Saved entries
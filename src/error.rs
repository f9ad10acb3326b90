//! Error handling.

use crate::comm::CommError;
use crate::descriptor::{AnnotateError, DescriptorError};
use crate::parser::ParseError;
use crate::partition::FragmentIdSetError;
use crate::payload::PayloadError;
use crate::pid::PidError;
use crate::storage::StorageError;
use crate::store::StoreError;
use crate::typecheck::TypeError;

use serde::{Deserialize, Serialize};
use std::error::Error;
use thiserror::Error;
use tracing::{event, Level};
use zune_inflate::errors::InflateDecodeErrors;

/// Apply operator error type
///
/// This type encapsulates the various errors that may occur.
/// Each variant is either caused by the task input or by a failing collaborator.
#[derive(Debug, Error)]
pub enum ApplyError {
    /// Error compressing data
    #[error("failed to compress data")]
    Compression(#[source] std::io::Error),

    /// Error communicating with the other ranks
    #[error("communication with the process group failed")]
    Communication(#[from] CommError),

    /// Error decompressing data
    #[error("failed to decompress data")]
    DecompressionFlate2(#[from] std::io::Error),

    /// Error decompressing data
    #[error("failed to decompress data")]
    DecompressionZune(#[from] InflateDecodeErrors),

    /// Error looking up a primitive
    #[error("primitive lookup failed")]
    Descriptor(#[from] DescriptorError),

    /// Dimension array received does not have the announced length
    #[error("received dimension array of {received} bytes, expected {expected}")]
    DimensionArrayLength { expected: u64, received: u64 },

    /// The dimensions of the datacube do not support the operation
    #[error("{0}")]
    DimensionCardinality(String),

    /// A fragment does not fit the operation
    #[error("{0}")]
    FragmentConstraint(String),

    /// Invalid fragment-id set in the metadata store
    #[error("invalid fragment id set")]
    FragmentIds(#[from] FragmentIdSetError),

    /// Invalid task input
    #[error("{0}")]
    Input(String),

    /// Error from the metadata store
    #[error("metadata store request failed")]
    MetadataStore(#[from] StoreError),

    /// Error registering metrics
    #[error("failed to register metrics")]
    Metrics(#[from] prometheus::Error),

    /// Error encoding or decoding the setup payload
    #[error("invalid setup payload")]
    Payload(#[from] PayloadError),

    /// Invalid datacube PID
    #[error("invalid datacube PID")]
    Pid(#[from] PidError),

    /// A reserved primitive was used
    #[error("primitive {name} is reserved")]
    ReservedPrimitive { name: String },

    /// The root rank failed before broadcasting the setup outcome
    #[error("setup failed: {}", .0.message)]
    SetupFailed(ErrorReport),

    /// Error from the storage connector
    #[error("storage request failed")]
    Storage(#[from] StorageError),

    /// Invalid expression
    #[error("expression is not valid")]
    Syntax(#[source] ParseError),

    /// Error deserialising task parameters
    #[error("task parameters are not valid")]
    TaskParametersJson(#[from] serde_json::Error),

    /// Error validating task parameters
    #[error("task parameters are not valid")]
    TaskParametersValidation(#[from] validator::ValidationErrors),

    /// Error converting between integer types
    #[error(transparent)]
    TryFromInt(#[from] std::num::TryFromIntError),

    /// Inconsistent datatypes
    #[error("datatype check failed")]
    Type(#[from] TypeError),
}

impl From<ParseError> for ApplyError {
    fn from(error: ParseError) -> Self {
        match error {
            ParseError::ReservedPrimitive { name } => Self::ReservedPrimitive { name },
            error => Self::Syntax(error),
        }
    }
}

impl From<AnnotateError> for ApplyError {
    fn from(error: AnnotateError) -> Self {
        match error {
            AnnotateError::Descriptor(error) => Self::Descriptor(error),
            AnnotateError::Reserved { name } => Self::ReservedPrimitive { name },
        }
    }
}

/// Who is to blame for an error
#[derive(Clone, Copy, Debug, Eq, PartialEq)]
pub enum ErrorKind {
    /// The task input
    User,
    /// The engine or one of its collaborators
    Server,
}

impl ApplyError {
    /// Classify the error.
    pub fn kind(&self) -> ErrorKind {
        match self {
            ApplyError::DecompressionFlate2(_)
            | ApplyError::DecompressionZune(_)
            | ApplyError::Descriptor(_)
            | ApplyError::DimensionCardinality(_)
            | ApplyError::FragmentConstraint(_)
            | ApplyError::Input(_)
            | ApplyError::Pid(_)
            | ApplyError::ReservedPrimitive { name: _ }
            | ApplyError::Syntax(_)
            | ApplyError::TaskParametersJson(_)
            | ApplyError::TaskParametersValidation(_)
            | ApplyError::Type(_) => ErrorKind::User,

            ApplyError::Compression(_)
            | ApplyError::Communication(_)
            | ApplyError::DimensionArrayLength {
                expected: _,
                received: _,
            }
            | ApplyError::FragmentIds(_)
            | ApplyError::MetadataStore(_)
            | ApplyError::Metrics(_)
            | ApplyError::Payload(_)
            | ApplyError::SetupFailed(_)
            | ApplyError::Storage(_)
            | ApplyError::TryFromInt(_) => ErrorKind::Server,
        }
    }

    /// Log the error with its causes if the server is to blame.
    pub fn log(&self) {
        if self.kind() == ErrorKind::Server {
            event!(Level::ERROR, "{}", self.to_string());
            let mut current = self.source();
            while let Some(source) = current {
                event!(Level::ERROR, "Caused by: {}", source.to_string());
                current = source.source();
            }
        }
    }
}

/// Description of an error that can cross process boundaries
///
/// Implements serde (de)serialise. Every field is always serialised, since the broadcast
/// encoding is not self-describing.
#[derive(Clone, Debug, Deserialize, PartialEq, Serialize)]
pub struct ErrorReport {
    /// Main error message
    pub message: String,

    /// Optional list of causes
    pub caused_by: Option<Vec<String>>,
}

impl ErrorReport {
    /// Return a new ErrorReport
    ///
    /// # Arguments
    ///
    /// * `error`: The error that occurred
    pub fn new<E>(error: &E) -> Self
    where
        E: std::error::Error,
    {
        let message = error.to_string();
        let mut caused_by = None;
        let mut current = error.source();
        while let Some(source) = current {
            let mut causes: Vec<String> = caused_by.unwrap_or_default();
            causes.push(source.to_string());
            caused_by = Some(causes);
            current = source.source();
        }
        // Remove duplicate entries.
        if let Some(caused_by) = caused_by.as_mut() {
            caused_by.dedup()
        }
        ErrorReport { message, caused_by }
    }
}

impl From<&ApplyError> for ErrorReport {
    fn from(error: &ApplyError) -> Self {
        match error {
            // A setup failure seen by another rank already carries the original report.
            ApplyError::SetupFailed(report) => report.clone(),
            error => Self::new(error),
        }
    }
}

■ WHAT THE TASK ASKS: Reproduce the whole of the records exactly, so that no line differs from the source above.

■ FINAL ANSWER:
filename src/error.rs
repository f9ad10acb3326b90
//! Error handling.

use crate::comm::CommError;
use crate::descriptor::{AnnotateError, DescriptorError};
use crate::parser::ParseError;
use crate::partition::FragmentIdSetError;
use crate::payload::PayloadError;
use crate::pid::PidError;
use crate::storage::StorageError;
use crate::store::StoreError;
use crate::typecheck::TypeError;

use serde::{Deserialize, Serialize};
use std::error::Error;
use thiserror::Error;
use tracing::{event, Level};
use zune_inflate::errors::InflateDecodeErrors;

/// Apply operator error type
///
/// This type encapsulates the various errors that may occur.
/// Each variant is either caused by the task input or by a failing collaborator.
#[derive(Debug, Error)]
pub enum ApplyError {
    /// Error compressing data
    #[error("failed to compress data")]
    Compression(#[source] std::io::Error),

    /// Error communicating with the other ranks
    #[error("communication with the process group failed")]
    Communication(#[from] CommError),

    /// Error decompressing data
    #[error("failed to decompress data")]
    DecompressionFlate2(#[from] std::io::Error),

    /// Error decompressing data
    #[error("failed to decompress data")]
    DecompressionZune(#[from] InflateDecodeErrors),

    /// Error looking up a primitive
    #[error("primitive lookup failed")]
    Descriptor(#[from] DescriptorError),

    /// Dimension array received does not have the announced length
    #[error("received dimension array of {received} bytes, expected {expected}")]
    DimensionArrayLength { expected: u64, received: u64 },

    /// The dimensions of the datacube do not support the operation
    #[error("{0}")]
    DimensionCardinality(String),

    /// A fragment does not fit the operation
    #[error("{0}")]
    FragmentConstraint(String),

    /// Invalid fragment-id set in the metadata store
    #[error("invalid fragment id set")]
    FragmentIds(#[from] FragmentIdSetError),

    /// Invalid task input
    #[error("{0}")]
    Input(String),

    /// Error from the metadata store
    #[error("metadata store request failed")]
    MetadataStore(#[from] StoreError),

    /// Error registering metrics
    #[error("failed to register metrics")]
    Metrics(#[from] prometheus::Error),

    /// Error encoding or decoding the setup payload
    #[error("invalid setup payload")]
    Payload(#[from] PayloadError),

    /// Invalid datacube PID
    #[error("invalid datacube PID")]
    Pid(#[from] PidError),

    /// A reserved primitive was used
    #[error("primitive {name} is reserved")]
    ReservedPrimitive { name: String },

    /// The root rank failed before broadcasting the setup outcome
    #[error("setup failed: {}", .0.message)]
    SetupFailed(ErrorReport),

    /// Error from the storage connector
    #[error("storage request failed")]
    Storage(#[from] StorageError),

    /// Invalid expression
    #[error("expression is not valid")]
    Syntax(#[source] ParseError),

    /// Error deserialising task parameters
    #[error("task parameters are not valid")]
    TaskParametersJson(#[from] serde_json::Error),

    /// Error validating task parameters
    #[error("task parameters are not valid")]
    TaskParametersValidation(#[from] validator::ValidationErrors),

    /// Error converting between integer types
    #[error(transparent)]
    TryFromInt(#[from] std::num::TryFromIntError),

    /// Inconsistent datatypes
    #[error("datatype check failed")]
    Type(#[from] TypeError),
}

impl From<ParseError> for ApplyError {
    fn from(error: ParseError) -> Self {
        match error {
            ParseError::ReservedPrimitive { name } => Self::ReservedPrimitive { name },
            error => Self::Syntax(error),
        }
    }
}

impl From<AnnotateError> for ApplyError {
    fn from(error: AnnotateError) -> Self {
        match error {
            AnnotateError::Descriptor(error) => Self::Descriptor(error),
            AnnotateError::Reserved { name } => Self::ReservedPrimitive { name },
        }
    }
}

/// Who is to blame for an error
#[derive(Clone, Copy, Debug, Eq, PartialEq)]
pub enum ErrorKind {
    /// The task input
    User,
    /// The engine or one of its collaborators
    Server,
}

impl ApplyError {
    /// Classify the error.
    pub fn kind(&self) -> ErrorKind {
        match self {
            ApplyError::DecompressionFlate2(_)
            | ApplyError::DecompressionZune(_)
            | ApplyError::Descriptor(_)
            | ApplyError::DimensionCardinality(_)
            | ApplyError::FragmentConstraint(_)
            | ApplyError::Input(_)
            | ApplyError::Pid(_)
            | ApplyError::ReservedPrimitive { name: _ }
            | ApplyError::Syntax(_)
            | ApplyError::TaskParametersJson(_)
            | ApplyError::TaskParametersValidation(_)
            | ApplyError::Type(_) => ErrorKind::User,

            ApplyError::Compression(_)
            | ApplyError::Communication(_)
            | ApplyError::DimensionArrayLength {
                expected: _,
                received: _,
            }
            | ApplyError::FragmentIds(_)
            | ApplyError::MetadataStore(_)
            | ApplyError::Metrics(_)
            | ApplyError::Payload(_)
            | ApplyError::SetupFailed(_)
            | ApplyError::Storage(_)
            | ApplyError::TryFromInt(_) => ErrorKind::Server,
        }
    }

    /// Log the error with its causes if the server is to blame.
    pub fn log(&self) {
        if self.kind() == ErrorKind::Server {
            event!(Level::ERROR, "{}", self.to_string());
            let mut current = self.source();
            while let Some(source) = current {
                event!(Level::ERROR, "Caused by: {}", source.to_string());
                current = source.source();
            }
        }
    }
}

/// Description of an error that can cross process boundaries
///
/// Implements serde (de)serialise. Every field is always serialised, since the broadcast
/// encoding is not self-describing.
#[derive(Clone, Debug, Deserialize, PartialEq, Serialize)]
pub struct ErrorReport {
    /// Main error message
    pub message: String,

    /// Optional list of causes
    pub caused_by: Option<Vec<String>>,
}

impl ErrorReport {
    /// Return a new ErrorReport
    ///
    /// # Arguments
    ///
    /// * `error`: The error that occurred
    pub fn new<E>(error: &E) -> Self
    where
        E: std::error::Error,
    {
        let message = error.to_string();
        let mut caused_by = None;
        let mut current = error.source();
        while let Some(source) = current {
            let mut causes: Vec<String> = caused_by.unwrap_or_default();
            causes.push(source.to_string());
            caused_by = Some(causes);
            current = source.source();
        }
        // Remove duplicate entries.
        if let Some(caused_by) = caused_by.as_mut() {
            caused_by.dedup()
        }
        ErrorReport { message, caused_by }
    }
}

impl From<&ApplyError> for ErrorReport {
    fn from(error: &ApplyError) -> Self {
        match error {
            // A setup failure seen by another rank already carries the original report.
            ApplyError::SetupFailed(report) => report.clone(),
            error => Self::new(error),
        }
    }
}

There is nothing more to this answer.